=== Section Start ===

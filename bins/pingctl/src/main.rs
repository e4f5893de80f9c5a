use std::collections::HashMap;

use anyhow::{bail, Context, Result};
use clap::{Parser, Subcommand};
use reqwest::Client;
use serde::de::DeserializeOwned;
use serde_json::json;
use tracing::debug;

use pb_core::job::PingJob;

#[derive(Parser)]
#[command(name=env!("CARGO_PKG_NAME"), version, about="Pingboard control CLI")]
struct Cli {
    /// Base URL of the pingboard daemon
    #[arg(long, default_value = "http://127.0.0.1:5000")]
    url: String,
    /// Bearer token, if the daemon requires one
    #[arg(long)]
    token: Option<String>,
    #[command(subcommand)]
    cmd: Command,
}

#[derive(Subcommand)]
enum Command {
    /// Daemon liveness and job counts
    Status,
    /// List every registered job
    List,
    /// Register a job (starts probing immediately)
    Add {
        target: String,
        /// continuous | custom | single
        #[arg(long, default_value = "continuous")]
        mode: String,
        /// Probe spacing in seconds
        #[arg(long, default_value_t = 5)]
        interval: u64,
        /// Probe quota, custom mode only
        #[arg(long)]
        count: Option<u64>,
    },
    /// Replace a job's definition, resetting its run state
    Update {
        target: String,
        /// continuous | custom | single
        #[arg(long, default_value = "continuous")]
        mode: String,
        /// Probe spacing in seconds
        #[arg(long, default_value_t = 5)]
        interval: u64,
        /// Probe quota, custom mode only
        #[arg(long)]
        count: Option<u64>,
    },
    /// Remove a job
    Remove { target: String },
    /// Rearm a stopped job
    Start { target: String },
    /// Park a job without removing it
    Stop { target: String },
}

#[tokio::main]
async fn main() -> Result<()> {
    pb_core::logx::init("warn");
    let cli = Cli::parse();
    let client = Client::new();

    match &cli.cmd {
        Command::Status => {
            let v: serde_json::Value = get_json(&client, &cli, "/status").await?;
            println!("{}", serde_json::to_string_pretty(&v)?);
        }
        Command::List => {
            let jobs: HashMap<String, PingJob> = get_json(&client, &cli, "/api/pings").await?;
            print_jobs(&jobs);
        }
        Command::Add { target, mode, interval, count } => {
            let body = json!({
                "target": target, "action": "add", "mode": mode,
                "interval": interval, "target_count": count,
            });
            print_jobs(&mod_ping(&client, &cli, body).await?);
        }
        Command::Update { target, mode, interval, count } => {
            let body = json!({
                "target": target, "action": "update", "mode": mode,
                "interval": interval, "target_count": count,
            });
            print_jobs(&mod_ping(&client, &cli, body).await?);
        }
        Command::Remove { target } => {
            let body = json!({ "target": target, "action": "remove" });
            print_jobs(&mod_ping(&client, &cli, body).await?);
        }
        Command::Start { target } => {
            let body = json!({ "target": target, "action": "start" });
            print_jobs(&mod_ping(&client, &cli, body).await?);
        }
        Command::Stop { target } => {
            let body = json!({ "target": target, "action": "stop" });
            print_jobs(&mod_ping(&client, &cli, body).await?);
        }
    }
    Ok(())
}

async fn get_json<T: DeserializeOwned>(client: &Client, cli: &Cli, path: &str) -> Result<T> {
    let mut req = client.get(format!("{}{}", cli.url, path));
    if let Some(t) = &cli.token {
        req = req.bearer_auth(t);
    }
    let resp = req.send().await.context("request")?;
    debug!("GET {} -> {}", path, resp.status());
    if !resp.status().is_success() {
        bail!("{}: {}", resp.status(), resp.text().await.unwrap_or_default());
    }
    resp.json().await.context("decode body")
}

async fn mod_ping(
    client: &Client,
    cli: &Cli,
    body: serde_json::Value,
) -> Result<HashMap<String, PingJob>> {
    let mut req = client.post(format!("{}/api/pings", cli.url)).json(&body);
    if let Some(t) = &cli.token {
        req = req.bearer_auth(t);
    }
    let resp = req.send().await.context("request")?;
    debug!("POST /api/pings -> {}", resp.status());
    if !resp.status().is_success() {
        bail!("{}: {}", resp.status(), resp.text().await.unwrap_or_default());
    }
    resp.json().await.context("decode body")
}

fn print_jobs(jobs: &HashMap<String, PingJob>) {
    if jobs.is_empty() {
        println!("no jobs registered");
        return;
    }
    println!(
        "{:<32} {:<11} {:>8} {:>6} {:<8} {:<8} {}",
        "TARGET", "MODE", "INTERVAL", "COUNT", "STATUS", "RESULT", "UPDATED"
    );
    let mut targets: Vec<_> = jobs.keys().collect();
    targets.sort();
    for t in targets {
        let j = &jobs[t];
        println!(
            "{:<32} {:<11} {:>7}s {:>6} {:<8} {:<8} {}",
            t, j.mode, j.interval_s, j.count, j.status, j.last_result, j.last_update
        );
    }
}
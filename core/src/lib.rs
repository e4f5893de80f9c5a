#![deny(missing_docs)]
//! pb_core: shared building blocks (config, job model, job store, rate gate, logging).

/// Configuration helpers (AppId, dirs, load_or_init, etc.)
pub mod cfg;
/// Error taxonomy shared by the store, gate, and API layer.
pub mod error;
/// Coarse single-bucket rate gate for the API surface.
pub mod gate;
/// Ping job model: repeat modes, status, probe outcomes.
pub mod job;
/// Tracing/log initialization helpers.
pub mod logx;
/// In-memory job registry shared by the API layer and the scheduler.
pub mod store;
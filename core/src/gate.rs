use std::sync::{Arc, Mutex, PoisonError};
use std::time::{Duration, Instant};

use crate::error::{CoreError, Result};

/// Coarse process-wide gate over the API surface.
///
/// One bucket for every caller and endpoint: a call is admitted only when at
/// least `window` has elapsed since the previously *admitted* call. Rejected
/// calls leave the bucket untouched.
#[derive(Clone)]
pub struct ApiGate {
    window: Duration,
    last: Arc<Mutex<Option<Instant>>>,
}

impl ApiGate {
    /// Gate admitting at most one call per `window`.
    pub fn new(window: Duration) -> Self {
        Self {
            window,
            last: Arc::new(Mutex::new(None)),
        }
    }

    /// Admit or reject the call happening now.
    pub fn check(&self) -> Result<()> {
        self.check_at(Instant::now())
    }

    fn check_at(&self, now: Instant) -> Result<()> {
        let mut last = self.last.lock().unwrap_or_else(PoisonError::into_inner);
        if let Some(prev) = *last {
            let elapsed = now.saturating_duration_since(prev);
            if elapsed < self.window {
                let wait = (self.window - elapsed).as_millis() as u64;
                return Err(CoreError::RateLimited(wait));
            }
        }
        *last = Some(now);
        Ok(())
    }
}

#[cfg(test)]
mod tests {
    use super::*;

    #[test]
    fn calls_inside_the_window_are_rejected() {
        let gate = ApiGate::new(Duration::from_secs(1));
        let t0 = Instant::now();
        assert!(gate.check_at(t0).is_ok());
        assert!(matches!(
            gate.check_at(t0 + Duration::from_millis(400)),
            Err(CoreError::RateLimited(_))
        ));
    }

    #[test]
    fn calls_spaced_a_full_window_apart_both_pass() {
        let gate = ApiGate::new(Duration::from_secs(1));
        let t0 = Instant::now();
        assert!(gate.check_at(t0).is_ok());
        assert!(gate.check_at(t0 + Duration::from_secs(1)).is_ok());
    }

    #[test]
    fn rejections_do_not_push_the_window_forward() {
        let gate = ApiGate::new(Duration::from_secs(1));
        let t0 = Instant::now();
        assert!(gate.check_at(t0).is_ok());
        assert!(gate.check_at(t0 + Duration::from_millis(900)).is_err());
        // still measured from t0, not from the rejected call
        assert!(gate.check_at(t0 + Duration::from_millis(1100)).is_ok());
    }
}
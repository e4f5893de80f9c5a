use std::sync::Arc;
use std::time::{Duration, SystemTime, UNIX_EPOCH};

use tokio::sync::Semaphore;
use tokio::task::JoinSet;
use tokio::time::interval;
use tracing::{debug, info, warn};

use pb_core::job::Outcome;
use pb_core::store::JobStore;

use crate::module::{Module, ModuleCtx};
use crate::prober::{Prober, SystemPing};

/// Background loop driving due ping jobs once per fixed tick.
pub struct Scheduler {
    tick_ms: u64,
    max_probes: usize,
}

impl Scheduler {
    pub fn new(tick_ms: u64, max_probes: usize) -> Self {
        Self { tick_ms, max_probes }
    }
}

impl Module for Scheduler {
    fn name(&self) -> &'static str {
        "scheduler"
    }

    fn spawn(self: Box<Self>, mut ctx: ModuleCtx) -> tokio::task::JoinHandle<anyhow::Result<()>> {
        tokio::spawn(async move {
            let prober: Arc<dyn Prober> =
                Arc::new(SystemPing::new(Duration::from_millis(ctx.cfg.probe_timeout_ms)));
            let sem = Arc::new(Semaphore::new(self.max_probes));
            let mut tick = interval(Duration::from_millis(self.tick_ms));

            loop {
                tokio::select! {
                    _ = tick.tick() => {
                        run_due(&ctx.store, &prober, &sem, now_ms()).await;
                    }
                    changed = ctx.shutdown.changed() => {
                        if changed.is_ok() && *ctx.shutdown.borrow() {
                            info!("scheduler stopping");
                            break;
                        }
                    }
                }
            }
            Ok(())
        })
    }
}

/// One scheduler pass: snapshot the registry, probe every runnable target
/// off-lock, then feed the outcomes back.
///
/// The pass drains its probes before returning, so a target can never be
/// dispatched twice concurrently.
async fn run_due(store: &JobStore, prober: &Arc<dyn Prober>, sem: &Arc<Semaphore>, now: u64) {
    let snapshot = store.list();

    let mut probes = JoinSet::new();
    for (target, job) in snapshot {
        if !job.runnable(now) {
            continue;
        }
        // Saturated gate: leave the job for the next tick.
        let Ok(permit) = sem.clone().try_acquire_owned() else { continue };
        let prober = prober.clone();
        probes.spawn(async move {
            let outcome = prober.probe(&target).await;
            drop(permit);
            (target, outcome)
        });
    }

    while let Some(joined) = probes.join_next().await {
        let Ok((target, outcome)) = joined else {
            warn!("probe task died before reporting");
            continue;
        };
        match outcome {
            Outcome::Success => debug!("probe ok target={}", target),
            _ => info!("probe failed target={}", target),
        }
        store.record_result(&target, outcome, now);
    }
}

fn now_ms() -> u64 {
    SystemTime::now()
        .duration_since(UNIX_EPOCH)
        .unwrap_or_default()
        .as_millis() as u64
}

#[cfg(test)]
mod tests {
    use super::*;
    use async_trait::async_trait;
    use pb_core::job::{JobStatus, Mode};

    const T0: u64 = 1_700_000_000_000;

    struct Canned(Outcome);

    #[async_trait]
    impl Prober for Canned {
        async fn probe(&self, _target: &str) -> Outcome {
            self.0
        }
    }

    /// Succeeds everywhere except one target, where the task panics.
    struct Exploding(&'static str);

    #[async_trait]
    impl Prober for Exploding {
        async fn probe(&self, target: &str) -> Outcome {
            if target == self.0 {
                panic!("probe blew up");
            }
            Outcome::Success
        }
    }

    fn harness(outcome: Outcome) -> (JobStore, Arc<dyn Prober>, Arc<Semaphore>) {
        (
            JobStore::new(),
            Arc::new(Canned(outcome)),
            Arc::new(Semaphore::new(8)),
        )
    }

    #[tokio::test]
    async fn a_pass_probes_exactly_the_runnable_set() {
        let (store, prober, sem) = harness(Outcome::Success);
        store.upsert("10.0.0.1", Mode::Continuous, 1, None).unwrap();
        store.upsert("10.0.0.2", Mode::Continuous, 1, None).unwrap();
        store.stop("10.0.0.2").unwrap();

        run_due(&store, &prober, &sem, T0).await;

        let jobs = store.list();
        assert_eq!(jobs["10.0.0.1"].count, 1);
        assert_eq!(jobs["10.0.0.1"].last_result, Outcome::Success);
        assert_eq!(jobs["10.0.0.2"].count, 0);
        assert_eq!(jobs["10.0.0.2"].last_result, Outcome::Unknown);
    }

    #[tokio::test]
    async fn back_to_back_passes_respect_the_interval() {
        let (store, prober, sem) = harness(Outcome::Success);
        store.upsert("10.0.0.1", Mode::Continuous, 2, None).unwrap();

        run_due(&store, &prober, &sem, T0).await;
        run_due(&store, &prober, &sem, T0 + 500).await; // inside the interval
        assert_eq!(store.list()["10.0.0.1"].count, 1);

        run_due(&store, &prober, &sem, T0 + 2_500).await;
        assert_eq!(store.list()["10.0.0.1"].count, 2);
    }

    #[tokio::test]
    async fn custom_jobs_stop_at_quota_and_stay_there() {
        let (store, prober, sem) = harness(Outcome::Success);
        store.upsert("10.0.0.1", Mode::Custom, 2, Some(3)).unwrap();

        for i in 0..6 {
            run_due(&store, &prober, &sem, T0 + i * 2_500).await;
        }

        let job = &store.list()["10.0.0.1"];
        assert_eq!(job.count, 3);
        assert_eq!(job.status, JobStatus::Stopped);
        assert_eq!(job.last_result, Outcome::Success);
    }

    #[tokio::test]
    async fn single_jobs_probe_once_per_start() {
        let (store, prober, sem) = harness(Outcome::Success);
        store.upsert("10.0.0.1", Mode::Single, 1, None).unwrap();

        run_due(&store, &prober, &sem, T0).await;
        run_due(&store, &prober, &sem, T0 + 5_000).await;
        assert_eq!(store.list()["10.0.0.1"].count, 1);

        store.start("10.0.0.1").unwrap();
        run_due(&store, &prober, &sem, T0 + 10_000).await;
        let job = &store.list()["10.0.0.1"];
        assert_eq!(job.count, 1);
        assert_eq!(job.status, JobStatus::Stopped);
    }

    #[tokio::test]
    async fn failures_are_recorded_not_raised() {
        let (store, prober, sem) = harness(Outcome::Failure);
        store.upsert("10.0.0.1", Mode::Continuous, 1, None).unwrap();

        run_due(&store, &prober, &sem, T0).await;

        let job = &store.list()["10.0.0.1"];
        assert_eq!(job.count, 1);
        assert_eq!(job.last_result, Outcome::Failure);
        assert_eq!(job.status, JobStatus::Running);
    }

    #[tokio::test]
    async fn one_dying_probe_does_not_sink_the_pass() {
        let store = JobStore::new();
        let prober: Arc<dyn Prober> = Arc::new(Exploding("10.0.0.9"));
        let sem = Arc::new(Semaphore::new(8));
        store.upsert("10.0.0.1", Mode::Continuous, 1, None).unwrap();
        store.upsert("10.0.0.9", Mode::Continuous, 1, None).unwrap();

        run_due(&store, &prober, &sem, T0).await;

        let jobs = store.list();
        assert_eq!(jobs["10.0.0.1"].count, 1);
        assert_eq!(jobs["10.0.0.1"].last_result, Outcome::Success);
        assert_eq!(jobs["10.0.0.9"].count, 0);
    }
}
use assert_cmd::Command;
use predicates::prelude::*;

#[test]
fn help_lists_the_job_subcommands() {
    Command::cargo_bin("pingctl").unwrap()
        .arg("--help")
        .assert()
        .success()
        .stdout(predicate::str::contains("list").and(predicate::str::contains("add")));
}

#[test]
fn rejects_an_unknown_subcommand() {
    Command::cargo_bin("pingctl").unwrap()
        .arg("frobnicate")
        .assert()
        .failure();
}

=== Section End ===

> **Task requirements**: If a line falls between the first line of the entries and the line containing "#[derive(Parser)]", or is one of those two, restate it word for word; leave all other lines out.

> **Worked solution**:
filename bins/pingctl/src/main.rs
repository e4f5893de80f9c5a
use std::collections::HashMap;

use anyhow::{bail, Context, Result};
use clap::{Parser, Subcommand};
use reqwest::Client;
use serde::de::DeserializeOwned;
use serde_json::json;
use tracing::debug;

use pb_core::job::PingJob;

#[derive(Parser)]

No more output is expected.